Finley: I mean you’re traveling for a living. Some people don’t even leave their own state, but we’re in a different state every day. It’s kind of crazy that we get to see all these main cities that some people might never get the chance to see, so it’s cool to reap the benefits of being in different cities, eating different food along the way, meeting different people and seeing all kinds of different sights, but the drawback to that is loss of sleep.
Rachmany: Yeah, touring affects literally everything. I could probably go in depth but it would take me a while to name every single thing that it affects, but we like it and we love performing so that keeps us going.
Do you ever get into arguments being around each other all the time?
Rachmany: We have a great relationship. We’ve been a band for nine or ten years and we practically live with each other, so we resolve things pretty quickly. We get along great. We hang out with each other even when we’re off the road sometimes, so if we have a little argument we always figure it out.
For someone who hasn’t seen you perform, what can they expect from a live show?
Rachmany: We like to keep the energy pumping, but we also like to keep it mellow too.
Finley: Yeah, just high energy and crowd interaction. We vibe off of people participating—putting their hands up and showing us energy—that motivates me to play, play harder, be more active. I hate going to shows where the band barely even moves from where they’re standing, you know?
How do you feel about Snoop Dogg going reggae?
Rachmany: I think it’s cool the message he’s putting out after talking about a lot of gangster shit for many years. He came from a rough place and I think he wants to put out a positive message, he wants to encourage people—similar to what I think we’re doing. He’s through with gangbanging and he realizes he’s a in a fortunate position now and wants to put out something positive, but I think the whole reggae thing might be a work in progress for him. I like some songs and some songs I’m not feeling as much, but overall I really admire the message that he’s putting out. Everybody has a choice to talk about what they want to talk about in music, so I think it’s really cool what he’s doing.
Finley: I just hope it’s not a gimmick. I hope he doesn’t reverb back at some point. I just hope he has true intentions.
Are there any artists that you haven’t worked with yet that you’d like to?
Rachmany: There’s so many bands that we want to tour with. Me and Wes like this band called Dredge a lot. They’re a really cool progressive rock band.

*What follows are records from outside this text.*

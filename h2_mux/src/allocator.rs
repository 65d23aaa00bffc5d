// Copyright (c) 2023 Huawei Device Co., Ltd.
// Licensed under the Apache License, Version 2.0 (the "License");
// you may not use this file except in compliance with the License.
// You may obtain a copy of the License at
//
//     http://www.apache.org/licenses/LICENSE-2.0
//
// Unless required by applicable law or agreed to in writing, software
// distributed under the License is distributed on an "AS IS" BASIS,
// WITHOUT WARRANTIES OR CONDITIONS OF ANY KIND, either express or implied.
// See the License for the specific language governing permissions and
// limitations under the License.

//! Local stream identifier allocation.

use h2_frame::StreamId;

use crate::config::MuxMode;
use crate::error::MuxError;

const MAX_ASSIGNABLE_STREAM_ID: StreamId = u32::MAX >> 1;

/// Hands out locally-initiated stream identifiers: odd for a client, even
/// for a server, increasing by two. Identifiers are requested lazily, at the
/// moment a stream's first flushed frame is about to leave the multiplexer,
/// so release order decides identifier order.
pub(crate) struct StreamIdAllocator {
    next: StreamId,
}

impl StreamIdAllocator {
    pub(crate) fn new(mode: MuxMode) -> Self {
        let next = match mode {
            MuxMode::Client => 1,
            MuxMode::Server => 2,
        };
        Self { next }
    }

    pub(crate) fn generate_id(&mut self) -> Result<StreamId, MuxError> {
        let id = self.next;
        if id < MAX_ASSIGNABLE_STREAM_ID {
            self.next += 2;
            Ok(id)
        } else {
            Err(MuxError::StreamIdExhausted)
        }
    }
}

/// Whether `id` carries the parity the peer uses for streams it initiates.
pub(crate) fn is_peer_initiated(mode: MuxMode, id: StreamId) -> bool {
    match mode {
        MuxMode::Client => id % 2 == 0,
        MuxMode::Server => id % 2 == 1,
    }
}
//! Rollout scheduling inside one block window.
//!
//! A heavily used Kubernetes cluster redeploys its apps every hour or so, and
//! every rollout replaces the pod-level series. Within a block window we lay
//! out rollout windows backward from the block end:
//!
//! ```text
//!   mint                                                  maxt
//!    |----------|-------------------|-------------------|----|
//!      oldest        rollout - I          rollout        I/2
//!    (clamped)
//! ```
//!
//! The newest rollout happens half an interval before `maxt`. Every earlier
//! window is one interval long except the oldest, which is clamped to `mint`.

use crate::partition::{duration_ms, TimeRange};
use chrono::{DateTime, Timelike, Utc};
use std::time::Duration;

/// One rollout window and the label value describing its rollout instant.
#[derive(Debug, Clone, PartialEq, Eq)]
pub struct RolloutWindow {
    pub range: TimeRange,
    pub rollout_at: i64,
    pub label: String,
}

/// Windows for `block`, newest first.
///
/// An interval that is zero or at least the block length yields a single
/// window spanning the whole block.
pub fn schedule(block: TimeRange, interval: Duration) -> Vec<RolloutWindow> {
    let interval = duration_ms(interval);
    let half = interval / 2;
    let mut rollout = block.max_time - half;

    if interval <= 0 || interval >= block.len_ms() {
        return vec![window(block.min_time, block.max_time, rollout)];
    }

    let mut windows = Vec::new();
    let mut end = block.max_time;
    loop {
        let start = rollout.max(block.min_time);
        windows.push(window(start, end, rollout));
        if start == block.min_time {
            break;
        }
        end = rollout;
        rollout -= interval;
    }
    windows
}

fn window(min_time: i64, max_time: i64, rollout_at: i64) -> RolloutWindow {
    RolloutWindow {
        range: TimeRange::new(min_time, max_time),
        rollout_at,
        label: format_timestamp(rollout_at),
    }
}

/// Renders a millisecond timestamp as `YYYY-MM-DD HH:MM:SS[.fff] +0000 UTC`.
///
/// The fraction is only printed when non-zero, without trailing zeros.
pub fn format_timestamp(ms: i64) -> String {
    let Some(ts) = DateTime::<Utc>::from_timestamp_millis(ms) else {
        return ms.to_string();
    };
    let mut out = ts.format("%Y-%m-%d %H:%M:%S").to_string();
    let millis = ts.nanosecond() / 1_000_000;
    if millis > 0 {
        let frac = format!("{millis:03}");
        out.push('.');
        out.push_str(frac.trim_end_matches('0'));
    }
    out.push_str(" +0000 UTC");
    out
}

Finley: That would be crazy.
Rachmany: I also love Dave Matthews Band. I’m a huge Dave Matthews fan, so think it would be cool to tour with them at some point. Obviously a lot of reggae legends we’d love to tour with that are getting older and may not be around forever. A lot of hip-hop artists, like Far Side would be cool to play with.
Finley: Some of these groups it’s just hard to get everyone together. Living Legends comes to mind. We’ve toured with a couple of the individual members, but to get them all together is difficult.
What’s next for you guys? Any upcoming albums?
Rachmany: Yeah. Right now we’re on the summer tour but we’re working on new material as we’re on the tour, and we’re gonna get in the studio later this month. Hopefully we’ll have everything done by the end of September and try to get it out by next year. That’s the goal. We feel very inspired at this point in terms of getting new music out.
Do you have any ideas for what the new album will sound like?
Rachmany: I think every album is a progression from the last. We’re always trying to do something different than before. It’s easy to just write the same style of music. over and over again, and I think we’re always challenging ourselves to do something different. I think that’s the key word—always challenging ourselves, whether it’s musically, lyrically—trying to do something difficult, that’s what I want to do.